Athletes from both teams usually play at the Little Flower Astroturf soccer field after school. The teams are a mix of players from both schools, with the number of people in attendance ranging anywhere from four to 20 depending on the time of year.
Seniors Sam Lilek, Scott Gerfen, Dominick Yin and former player Paul Torres (’09) originally started the pick-up games. Eventually word spread and slowly more players showed up. The BCC players didn’t start playing at the field until last year.
“We used to play a lot at Lynbrook Park, and for whatever reason –I guess the field was bad – we decided turf was the best place to go,” BCC junior Tim McKay says. “Paul Torres would be there every time, and we started to go a lot.”
McKay says that he normally finds out if there’s a game going on by talking to his teammates at school. Mondays are the best day for the games, he adds, because most of the players have practices on the other days of the week.
Gerfen attributes the decreased tension at the pick-up games to the different setting.
“With club soccer, a lot of people from Whitman and BCC play on the same team,” Gerfen says. “There was a lot of rivalry over the summer though as the [school] teams were trying to get ready for the season.”
The summer pick-up games weren’t made up of mixed teams, but were actual Whitman vs. BCC scrimmages. In addition to the current high school players, Whitman graduates also showed up at the games.

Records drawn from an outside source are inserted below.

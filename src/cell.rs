use boolinator::Boolinator;
use serde::{Deserialize, Serialize};
use std::fmt;
use std::ops::{Add, AddAssign};

/// A single grid cell.
///
/// The sign is the species (positive fish, negative shark, zero water) and the
/// magnitude is the age in steps.
pub type Cell = i32;

pub const WATER: Cell = 0;
/// Fish die when they would age past this.
pub const FISH_MAX_AGE: u32 = 10;
/// Sharks die when they would age past this.
pub const SHARK_MAX_AGE: u32 = 20;
/// Fish of at least this age count towards spawning.
pub const FISH_BREEDING_AGE: u32 = 2;
/// Sharks of at least this age count towards spawning.
pub const SHARK_BREEDING_AGE: u32 = 3;

#[derive(Copy, Clone, Debug, PartialEq, Eq, Hash, Serialize, Deserialize)]
pub enum Species {
    Water,
    Fish,
    Shark,
}

impl Species {
    #[inline]
    pub fn of(cell: Cell) -> Self {
        match cell {
            c if c > 0 => Species::Fish,
            c if c < 0 => Species::Shark,
            _ => Species::Water,
        }
    }

    /// The age at which this species starts to count as breeding, if it breeds at all.
    #[inline]
    pub fn breeding_age(self) -> Option<u32> {
        match self {
            Species::Fish => Some(FISH_BREEDING_AGE),
            Species::Shark => Some(SHARK_BREEDING_AGE),
            Species::Water => None,
        }
    }
}

/// Age of the organism in a cell, zero for water.
#[inline]
pub fn age(cell: Cell) -> u32 {
    cell.unsigned_abs()
}

/// Returns the species of the cell if it is old enough to breed.
#[inline]
pub fn breeding(cell: Cell) -> Option<Species> {
    let species = Species::of(cell);
    species
        .breeding_age()
        .and_then(|min| (age(cell) >= min).as_some(species))
}

/// Population counts over a set of cells.
#[derive(Copy, Clone, Debug, Default, PartialEq, Eq, Serialize, Deserialize)]
pub struct Census {
    pub sharks: usize,
    pub fish: usize,
    pub water: usize,
}

impl Census {
    pub fn from_cells<'a>(cells: impl IntoIterator<Item = &'a Cell>) -> Self {
        let mut census = Census::default();
        for &cell in cells {
            census.record(cell);
        }
        census
    }

    #[inline]
    pub fn record(&mut self, cell: Cell) {
        match Species::of(cell) {
            Species::Shark => self.sharks += 1,
            Species::Fish => self.fish += 1,
            Species::Water => self.water += 1,
        }
    }

    pub fn total(&self) -> usize {
        self.sharks + self.fish + self.water
    }
}

impl Add for Census {
    type Output = Census;

    fn add(self, other: Census) -> Census {
        Census {
            sharks: self.sharks + other.sharks,
            fish: self.fish + other.fish,
            water: self.water + other.water,
        }
    }
}

impl AddAssign for Census {
    fn add_assign(&mut self, other: Census) {
        *self = *self + other;
    }
}

impl fmt::Display for Census {
    fn fmt(&self, f: &mut fmt::Formatter<'_>) -> fmt::Result {
        write!(
            f,
            "sharks: {}, fish: {}, water: {}",
            self.sharks, self.fish, self.water
        )
    }
}

#[cfg(test)]
mod tests {
    use super::*;

    #[test]
    fn species_follows_sign() {
        assert_eq!(Species::of(7), Species::Fish);
        assert_eq!(Species::of(-12), Species::Shark);
        assert_eq!(Species::of(WATER), Species::Water);
        assert_eq!(age(-12), 12);
    }

    #[test]
    fn breeding_thresholds() {
        assert_eq!(breeding(1), None);
        assert_eq!(breeding(2), Some(Species::Fish));
        assert_eq!(breeding(-2), None);
        assert_eq!(breeding(-3), Some(Species::Shark));
        assert_eq!(breeding(WATER), None);
    }

    #[test]
    fn census_counts_and_adds() {
        let a = Census::from_cells(&[1, -1, 0, 0, 4]);
        assert_eq!(
            a,
            Census {
                sharks: 1,
                fish: 2,
                water: 2
            }
        );
        let b = a + a;
        assert_eq!(b.total(), 10);
        assert_eq!(b.to_string(), "sharks: 2, fish: 4, water: 4");
    }
}
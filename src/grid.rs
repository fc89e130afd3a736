use crate::random::{stream_key, RandomSource, SEEDING_GENERATION};
use crate::{Cell, Census, Error, Result, SeedPolicy, WATER};
use itertools::iproduct;
use ndarray::{s, Array2, ArrayView2, ArrayViewMut2, Axis};

/// One worker's share of the grid.
///
/// Both buffers are `(rows + 2) x (cols + 2)`. Rows and columns `1..=rows` / `1..=cols` are
/// owned by this worker, the outer ring holds halo copies of neighbouring state. Reads go to
/// `current`, the update pass only writes the interior of `next`.
#[derive(Clone, Debug, PartialEq)]
pub struct LocalGrid {
    current: Array2<Cell>,
    next: Array2<Cell>,
    first_row: usize,
}

impl LocalGrid {
    /// A grid of water whose first interior row is global row 0.
    pub fn new(rows: usize, cols: usize) -> Result<Self> {
        Self::with_offset(rows, cols, 0)
    }

    /// A grid of water whose first interior row is global row `first_row`.
    pub fn with_offset(rows: usize, cols: usize, first_row: usize) -> Result<Self> {
        if rows == 0 || cols == 0 {
            return Err(Error::config(format!(
                "local grid of {}x{} has no interior",
                rows, cols
            )));
        }
        Ok(Self {
            current: Array2::from_elem((rows + 2, cols + 2), WATER),
            next: Array2::from_elem((rows + 2, cols + 2), WATER),
            first_row,
        })
    }

    /// Pad the given interior cells with a halo.
    pub fn from_interior(cells: ArrayView2<'_, Cell>) -> Result<Self> {
        let (rows, cols) = cells.dim();
        let mut grid = Self::new(rows, cols)?;
        grid.interior_mut().assign(&cells);
        Ok(grid)
    }

    #[inline]
    pub fn interior_rows(&self) -> usize {
        self.current.nrows() - 2
    }

    #[inline]
    pub fn interior_cols(&self) -> usize {
        self.current.ncols() - 2
    }

    /// Global index of interior row 1.
    #[inline]
    pub fn first_row(&self) -> usize {
        self.first_row
    }

    fn check(&self, row: usize, col: usize) -> Result<()> {
        let (rows, cols) = self.current.dim();
        if row < rows && col < cols {
            Ok(())
        } else {
            Err(Error::Index {
                row,
                col,
                rows,
                cols,
            })
        }
    }

    /// Read a cell of the current generation, halo included.
    pub fn get(&self, row: usize, col: usize) -> Result<Cell> {
        self.check(row, col)?;
        Ok(self.current[[row, col]])
    }

    /// Write a cell of the current generation, halo included.
    pub fn set(&mut self, row: usize, col: usize, cell: Cell) -> Result<()> {
        self.check(row, col)?;
        self.current[[row, col]] = cell;
        Ok(())
    }

    /// The whole padded buffer of the current generation.
    pub fn current(&self) -> ArrayView2<'_, Cell> {
        self.current.view()
    }

    pub fn interior(&self) -> ArrayView2<'_, Cell> {
        self.current.slice(s![1..-1, 1..-1])
    }

    pub fn interior_mut(&mut self) -> ArrayViewMut2<'_, Cell> {
        self.current.slice_mut(s![1..-1, 1..-1])
    }

    /// Interior cells (columns `1..=cols`) of buffer row `row`, which may be a halo row.
    pub fn row_cells(&self, row: usize) -> Result<Vec<Cell>> {
        self.check(row, 0)?;
        Ok(self.current.slice(s![row, 1..-1]).to_vec())
    }

    /// The first owned row.
    pub fn first_interior_row(&self) -> Vec<Cell> {
        self.current.slice(s![1, 1..-1]).to_vec()
    }

    /// The last owned row.
    pub fn last_interior_row(&self) -> Vec<Cell> {
        self.current
            .slice(s![self.interior_rows(), 1..-1])
            .to_vec()
    }

    /// Column `col` of the buffer, halo rows included.
    pub fn column(&self, col: usize) -> Result<Vec<Cell>> {
        self.check(0, col)?;
        Ok(self.current.column(col).to_vec())
    }

    /// Overwrite columns `1..=cols` of buffer row `row`.
    pub fn set_row_cells(&mut self, row: usize, cells: &[Cell]) -> Result<()> {
        self.check(row, 0)?;
        let cols = self.interior_cols();
        if cells.len() != cols {
            return Err(Error::Index {
                row,
                col: cells.len(),
                rows: self.current.nrows(),
                cols: self.current.ncols(),
            });
        }
        self.current
            .slice_mut(s![row, 1..-1])
            .iter_mut()
            .zip(cells)
            .for_each(|(dest, &cell)| *dest = cell);
        Ok(())
    }

    pub fn set_top_halo(&mut self, cells: &[Cell]) -> Result<()> {
        self.set_row_cells(0, cells)
    }

    pub fn set_bottom_halo(&mut self, cells: &[Cell]) -> Result<()> {
        let row = self.interior_rows() + 1;
        self.set_row_cells(row, cells)
    }

    /// Copy the opposite interior column into both halo columns for every row in `rows`.
    pub fn wrap_columns(&mut self, rows: impl IntoIterator<Item = usize>) {
        let cols = self.interior_cols();
        for row in rows {
            self.current[[row, 0]] = self.current[[row, cols]];
            self.current[[row, cols + 1]] = self.current[[row, 1]];
        }
    }

    /// Exchange the roles of the two buffers so the freshly computed generation becomes current.
    #[inline]
    pub fn swap_buffers(&mut self) {
        std::mem::swap(&mut self.current, &mut self.next);
    }

    /// Read the current generation while writing the next one.
    pub(crate) fn buffers(&mut self) -> (ArrayView2<'_, Cell>, ArrayViewMut2<'_, Cell>) {
        (self.current.view(), self.next.view_mut())
    }

    /// Fill the interior according to `policy`. Halo cells are left as they are.
    ///
    /// Each global row draws from its own stream of `source`, so a grid split over several
    /// workers is seeded exactly like the unsplit grid.
    pub fn seed<R: RandomSource>(&mut self, policy: &SeedPolicy, source: &R) {
        let first_row = self.first_row;
        for (r, mut row) in self
            .current
            .slice_mut(s![1..-1, 1..-1])
            .axis_iter_mut(Axis(0))
            .enumerate()
        {
            let mut rng = source.stream(stream_key(SEEDING_GENERATION, first_row + r));
            for cell in row.iter_mut() {
                *cell = match *policy {
                    SeedPolicy::Uniform => match rng.next_int(0, 2) {
                        2 => -1,
                        n => n,
                    },
                    SeedPolicy::Weighted { shark, fish, .. } => {
                        let draw = rng.next_int(1, 100);
                        if draw <= shark {
                            -1
                        } else if draw <= shark + fish {
                            1
                        } else {
                            WATER
                        }
                    }
                };
            }
        }
    }

    pub fn census(&self) -> Census {
        Census::from_cells(self.interior().iter())
    }

    /// Interior positions in row-major order, in padded-buffer coordinates.
    pub fn interior_positions(&self) -> impl Iterator<Item = (usize, usize)> {
        iproduct!(1..=self.interior_rows(), 1..=self.interior_cols())
    }
}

There are more pick-up activities at the Little Flower field than just these soccer games. In addition to casual games of other sports, occasionally younger soccer players scrimmage there.
“We’ll see freshmen or middle school kids playing there and we play with them,” senior Zack Khalifa says. “Some of them are pretty good.”
The Little Flower field isn’t technically open for public use, but most of the time there isn’t a problem with the boys using the field.
“There’ve been a few times when we’ve been kicked off,” Lilek says. “But I’ve talked to some people who work there and they say it’s fine [to play there].
When the boys are allowed to play, school pride isn’t entirely forgotten.
“We trash talk all the time on the field about how we won states and they didn’t,” Khalifa says.
Junior James Cahill says that there hasn’t been as much talking lately about the past season, though.
“That was last year,” he says. “We need to focus on this year.”
Cahill adds that playing over the summer might have contributed to the Viking’s successful season.
“The games are pretty important to building team chemistry,” he said. “We played a lot [at the pick-up games] over the summer and that turned out well.”